Transcutaneous electrical nerve stimulation
TENS (versus no treatment) may reduce pain at one hour (MD ‐2.26, 95% CI ‐3.35 to ‐1.17; 1 study; 40 women; low‐certainty evidence). TENS plus analgesia (versus placebo plus analgesia) may reduce pain compared with placebo plus analgesia at one hour (SMD ‐1.10 VAS, 95% CI ‐1.37 to ‐0.82; 3 studies; 238 women; low‐certainty evidence) and at 24 hours (MD ‐0.70 VAS, 95% CI ‐0.87 to ‐0.53; 108 women; 1 study; low‐certainty evidence).
TENS plus analgesia (versus placebo plus analgesia) may reduce heart rate (MD ‐7.00 bpm, 95% CI ‐7.63 to ‐6.37; 108 women; 1 study; low‐certainty evidence) and respiratory rate (MD ‐1.10 brpm, 95% CI ‐1.26 to ‐0.94; 108 women; 1 study; low‐certainty evidence).
We are uncertain if TENS plus analgesia (versus analgesia) has any effect on pain at six hours or 24 hours, or vital signs because the quality of evidence is very low (two studies, 92 women).
Authors' conclusions
Some CAM therapies may help reduce post‐CS pain for up to 24 hours. The evidence on adverse events is too uncertain to make any judgements on safety and we have no evidence about the longer‐term effects on pain.

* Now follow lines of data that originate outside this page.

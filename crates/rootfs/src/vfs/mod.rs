//! Virtual filesystem layer underneath confined views.
//!
//! - [`VfsOps`] - Core trait for filesystem operations
//! - [`FileHandle`] - An open file over any `VfsOps`
//! - [`MemoryBackend`] - In-memory filesystem (for testing)
//! - [`OsBackend`] - Host filesystem
//! - [`BasePathBackend`] - Rebases paths under a fixed directory
//!
//! ## Design Decisions
//!
//! - **Path-based, no inodes**: Operations use paths, not inode numbers.
//! - **Explicit offset/size**: Read/write take offset and size, so an open
//!   file needs no state inside the backend.

pub mod backends;
mod error;
mod file;
mod ops;
mod types;

pub use backends::{BasePathBackend, MemoryBackend, OsBackend};
pub use error::{VfsError, VfsResult};
pub use file::FileHandle;
pub use ops::VfsOps;
pub use types::{
    DEFAULT_DIR_MODE, DEFAULT_FILE_MODE, DirEntry, FileAttr, FileType, OpenFlags, SetAttr, StatFs,
};
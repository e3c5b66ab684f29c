//! Open file handles over a path-based [`VfsOps`].
//!
//! The filesystem itself keeps no per-open state; a handle remembers which
//! filesystem and path it was opened on, its flags, and the cursor.

use std::io::SeekFrom;
use std::path::{Path, PathBuf};
use std::sync::Arc;

use super::error::{VfsError, VfsResult};
use super::ops::VfsOps;
use super::types::{DEFAULT_FILE_MODE, DirEntry, FileAttr, OpenFlags};

/// Bytes requested per backend read in [`FileHandle::read_to_end`].
const READ_CHUNK: u32 = 64 * 1024;

/// An open file or directory.
pub struct FileHandle {
    fs: Arc<dyn VfsOps>,
    path: PathBuf,
    name: String,
    flags: OpenFlags,
    pos: u64,
}

impl std::fmt::Debug for FileHandle {
    fn fmt(&self, f: &mut std::fmt::Formatter<'_>) -> std::fmt::Result {
        f.debug_struct("FileHandle")
            .field("fs", &self.fs.name())
            .field("name", &self.name)
            .field("flags", &self.flags)
            .field("pos", &self.pos)
            .finish()
    }
}

impl FileHandle {
    /// Open `path` on `fs`.
    ///
    /// - missing and `create` set: an empty file is created
    /// - present and `exclusive` set: [`VfsError::AlreadyExists`]
    /// - `truncate` with write access: the file is emptied
    ///
    /// Directories can be opened for reading (to list them) but not for
    /// writing.
    pub async fn open(
        fs: Arc<dyn VfsOps>,
        path: impl Into<PathBuf>,
        flags: OpenFlags,
    ) -> VfsResult<Self> {
        let path = path.into();

        let attr = match fs.getattr(&path).await {
            Ok(attr) => {
                if flags.create && flags.exclusive {
                    return Err(VfsError::already_exists(path.display().to_string()));
                }
                attr
            }
            Err(e) if e.is_not_found() && flags.create => {
                fs.create(&path, DEFAULT_FILE_MODE).await?
            }
            Err(e) => return Err(e),
        };

        if attr.is_dir() && flags.write {
            return Err(VfsError::is_a_directory(path.display().to_string()));
        }
        if flags.truncate && flags.write && attr.size > 0 {
            fs.truncate(&path, 0).await?;
        }

        let name = path.display().to_string();
        Ok(Self {
            fs,
            path,
            name,
            flags,
            pos: 0,
        })
    }

    /// Name the file was opened under.
    ///
    /// For a handle from a [`ConfinedView`](crate::ConfinedView) this is
    /// the path relative to the view's root, never the host path.
    pub fn name(&self) -> &str {
        &self.name
    }

    /// Path passed to the underlying filesystem.
    pub fn path(&self) -> &Path {
        &self.path
    }

    pub fn flags(&self) -> OpenFlags {
        self.flags
    }

    /// Current cursor position.
    pub fn position(&self) -> u64 {
        self.pos
    }

    pub async fn stat(&self) -> VfsResult<FileAttr> {
        self.fs.getattr(&self.path).await
    }

    fn check_readable(&self) -> VfsResult<()> {
        if self.flags.read {
            Ok(())
        } else {
            Err(VfsError::permission_denied(format!("{} not opened for reading", self.name)))
        }
    }

    fn check_writable(&self) -> VfsResult<()> {
        if self.flags.write {
            Ok(())
        } else {
            Err(VfsError::permission_denied(format!("{} not opened for writing", self.name)))
        }
    }

    /// Read up to `size` bytes at the cursor and advance it.
    pub async fn read(&mut self, size: u32) -> VfsResult<Vec<u8>> {
        let data = self.read_at(self.pos, size).await?;
        self.pos += data.len() as u64;
        Ok(data)
    }

    /// Read without moving the cursor.
    pub async fn read_at(&self, offset: u64, size: u32) -> VfsResult<Vec<u8>> {
        self.check_readable()?;
        self.fs.read(&self.path, offset, size).await
    }

    /// Read from the cursor to end of file.
    pub async fn read_to_end(&mut self) -> VfsResult<Vec<u8>> {
        let mut out = Vec::new();
        loop {
            let chunk = self.read(READ_CHUNK).await?;
            if chunk.is_empty() {
                return Ok(out);
            }
            out.extend_from_slice(&chunk);
        }
    }

    /// Write at the cursor (or at end of file in append mode) and advance it.
    pub async fn write(&mut self, data: &[u8]) -> VfsResult<u32> {
        self.check_writable()?;
        if self.flags.append {
            self.pos = self.stat().await?.size;
        }
        let written = self.fs.write(&self.path, self.pos, data).await?;
        self.pos += u64::from(written);
        Ok(written)
    }

    /// Write without moving the cursor.
    pub async fn write_at(&self, offset: u64, data: &[u8]) -> VfsResult<u32> {
        self.check_writable()?;
        self.fs.write(&self.path, offset, data).await
    }

    /// Move the cursor. Seeking before the start of the file is an error.
    pub async fn seek(&mut self, pos: SeekFrom) -> VfsResult<u64> {
        let (base, delta) = match pos {
            SeekFrom::Start(n) => {
                self.pos = n;
                return Ok(n);
            }
            SeekFrom::Current(delta) => (self.pos, delta),
            SeekFrom::End(delta) => (self.stat().await?.size, delta),
        };
        self.pos = base
            .checked_add_signed(delta)
            .ok_or_else(|| VfsError::invalid_path(format!("seek out of range on {}", self.name)))?;
        Ok(self.pos)
    }

    /// List the directory this handle refers to.
    pub async fn readdir(&self) -> VfsResult<Vec<DirEntry>> {
        self.fs.readdir(&self.path).await
    }

    pub async fn truncate(&self, size: u64) -> VfsResult<()> {
        self.check_writable()?;
        self.fs.truncate(&self.path, size).await
    }
}
//! The filesystem interface every backend and view implements.
//!
//! Path-based, no inodes, explicit offset/size. Open files are tracked on
//! the caller side by [`FileHandle`](crate::FileHandle).

use async_trait::async_trait;
use std::path::{Path, PathBuf};

use super::types::{DirEntry, FileAttr, SetAttr, StatFs};
use super::VfsResult;

/// A path-addressed filesystem.
///
/// Implementations must be safe to share between any number of confined
/// views and tasks; nothing above this trait serialises access to it.
#[async_trait]
pub trait VfsOps: Send + Sync {
    /// Human-readable name of this filesystem.
    fn name(&self) -> String;

    // ========================================================================
    // Reading
    // ========================================================================

    /// Get file attributes, following a trailing symlink.
    async fn getattr(&self, path: &Path) -> VfsResult<FileAttr>;

    /// Get attributes without following a trailing symlink, where the
    /// backend can tell the difference.
    ///
    /// The returned flag is true when the lookup really was an lstat. The
    /// default falls back to [`getattr`](Self::getattr) and reports false.
    async fn lstat_if_possible(&self, path: &Path) -> VfsResult<(FileAttr, bool)> {
        Ok((self.getattr(path).await?, false))
    }

    /// Read directory entries, sorted by name.
    async fn readdir(&self, path: &Path) -> VfsResult<Vec<DirEntry>>;

    /// Read up to `size` bytes starting at `offset`; short at end of file.
    async fn read(&self, path: &Path, offset: u64, size: u32) -> VfsResult<Vec<u8>>;

    /// The stored target of the link at `path`.
    async fn readlink(&self, path: &Path) -> VfsResult<PathBuf>;

    // ========================================================================
    // Writing
    // ========================================================================

    /// Write `data` at `offset`, returning the number of bytes written.
    async fn write(&self, path: &Path, offset: u64, data: &[u8]) -> VfsResult<u32>;

    /// Create a new, empty file. Fails if something already exists there.
    async fn create(&self, path: &Path, mode: u32) -> VfsResult<FileAttr>;

    /// Create a directory and any missing parents.
    async fn mkdir(&self, path: &Path, mode: u32) -> VfsResult<FileAttr>;

    /// Remove a file or symlink.
    async fn unlink(&self, path: &Path) -> VfsResult<()>;

    /// Remove a directory, which must be empty.
    async fn rmdir(&self, path: &Path) -> VfsResult<()>;

    /// Move `from` to `to`, replacing a file at `to`.
    async fn rename(&self, from: &Path, to: &Path) -> VfsResult<()>;

    /// Shrink or zero-extend a file to `size` bytes.
    async fn truncate(&self, path: &Path, size: u64) -> VfsResult<()>;

    async fn setattr(&self, path: &Path, attr: SetAttr) -> VfsResult<FileAttr>;

    /// Create a symlink at `path` pointing to `target`.
    async fn symlink(&self, path: &Path, target: &Path) -> VfsResult<FileAttr>;

    // ========================================================================
    // Metadata
    // ========================================================================

    /// True when every mutation fails with [`VfsError::ReadOnly`](super::VfsError::ReadOnly).
    fn read_only(&self) -> bool;

    async fn statfs(&self) -> VfsResult<StatFs>;

    // ========================================================================
    // Provided
    // ========================================================================

    async fn exists(&self, path: &Path) -> bool {
        self.getattr(path).await.is_ok()
    }

    /// Whole-file read. Files over 4 GiB are refused.
    async fn read_all(&self, path: &Path) -> VfsResult<Vec<u8>> {
        let attr = self.getattr(path).await?;
        let size = u32::try_from(attr.size)
            .map_err(|_| super::VfsError::other(format!("file too large: {}", path.display())))?;
        self.read(path, 0, size).await
    }

    /// Replace the entire contents of a file, creating it if needed.
    async fn write_all(&self, path: &Path, data: &[u8]) -> VfsResult<()> {
        if self.exists(path).await {
            self.truncate(path, 0).await?;
        } else {
            self.create(path, super::types::DEFAULT_FILE_MODE).await?;
        }
        self.write(path, 0, data).await?;
        Ok(())
    }
}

Since pain control is the most relevant outcome for post‐CS women and their clinicians, it is important that future studies of CAM for post‐CS pain measure pain as a primary outcome, preferably as the proportion of participants with at least moderate (30%) or substantial (50%) pain relief. Measuring pain as a dichotomous variable would improve the certainty of evidence and it is easy to understand for non‐specialists. Future trials also need to be large enough to detect effects on clinical outcomes; measure other important outcomes as listed lin this review, and use validated scales.